Self-directed Roth IRA – Pros and Cons
A self-directed Roth IRA allows you to take active control of your investment portfolio and also provides you the flexibility to invest in asset classes which otherwise are not permitted as part of a traditional Roth IRA. Rules pertaining to taxation of a self-directed Roth IRA are the same as with traditional Roth IRA. But, when it comes to the intricacies of managing a Roth IRA, you need to know the pros and cons.
The Pros
1) Offers a larger array of choice when it comes to selecting the right assets for your portfolio
A self-directed Roth IRA offers you an active control of your investment decisions. The account also empowers you with the flexibility of choosing from a broad range of asset classes. Apart from stocks, bonds, mutual funds, etc., which a regular Roth IRA can invest in, a self-directed Roth account allows you the opportunity to invest in real estate, private stock offerings, mortgages, and deeds of trust. The key benefit of this flexibility is that you can choose the option that is most lucrative at that point in time. Not all classes are equally attractive from a return stand point. So, if you are looking to maximize the return on your retirement assets, you need to frame your investment decisions accordingly.

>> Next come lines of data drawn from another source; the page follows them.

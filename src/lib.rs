//! Trust WEDO CLI
//!
//! バックエンドにスキャンを依頼し、結果のレポートを端末に表示する。

pub mod cli;
pub mod client;
pub mod config;
pub mod error;
pub mod render;
pub mod scan;
pub mod watch;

2) Allows you to invest in a promising start up
With a self-directed Roth IRA, you get an opportunity of investing in the equity of a promising start up business. Though investing in a start up is extremely risky, the rewards are commensurate. In fact, the best returns can be earned when you invest early in the life cycle of a company. Just imagine what if you had invested in Facebook when it was in its formative stages. So if you think you have the knack of spotting such opportunities, a self-directed Roth IRA is for you.
The Cons
1) Higher risk of getting it wrong
Unlike traditional investments like stocks, bonds and mutual funds, alternate investments carry a much higher risk. The risk is sometimes driven by lack of liquidity, a smaller scale of business, improper disclosures and inadequate information on investment opportunity. To mitigate or reduce the risks involved, the investor should exercise prudence while carrying out the due diligence on the investment opportunity.
2) Chance of being duped
It is not uncommon for the investors to be greedy of a few extra percent returns on their investments. They are often tempted to indulge in phony schemes. Quite often, individuals who run these fraudulent schemes, convince investors about their authenticity and genuineness. They mislead investors into believing that it is the responsibility of the custodian to validate their legitimacy, and hence, they need not be concerned. But this is not true as the responsibility of the custodian is limited to holding and administering the asset you buy into your Roth IRA account.
It is important that when you manage your self-directed Roth IRA account , you are sure to check the legal sanctity of the investment vehicle you may be contemplating. It is best to avoid investment opportunities that you do not appreciate or understand well.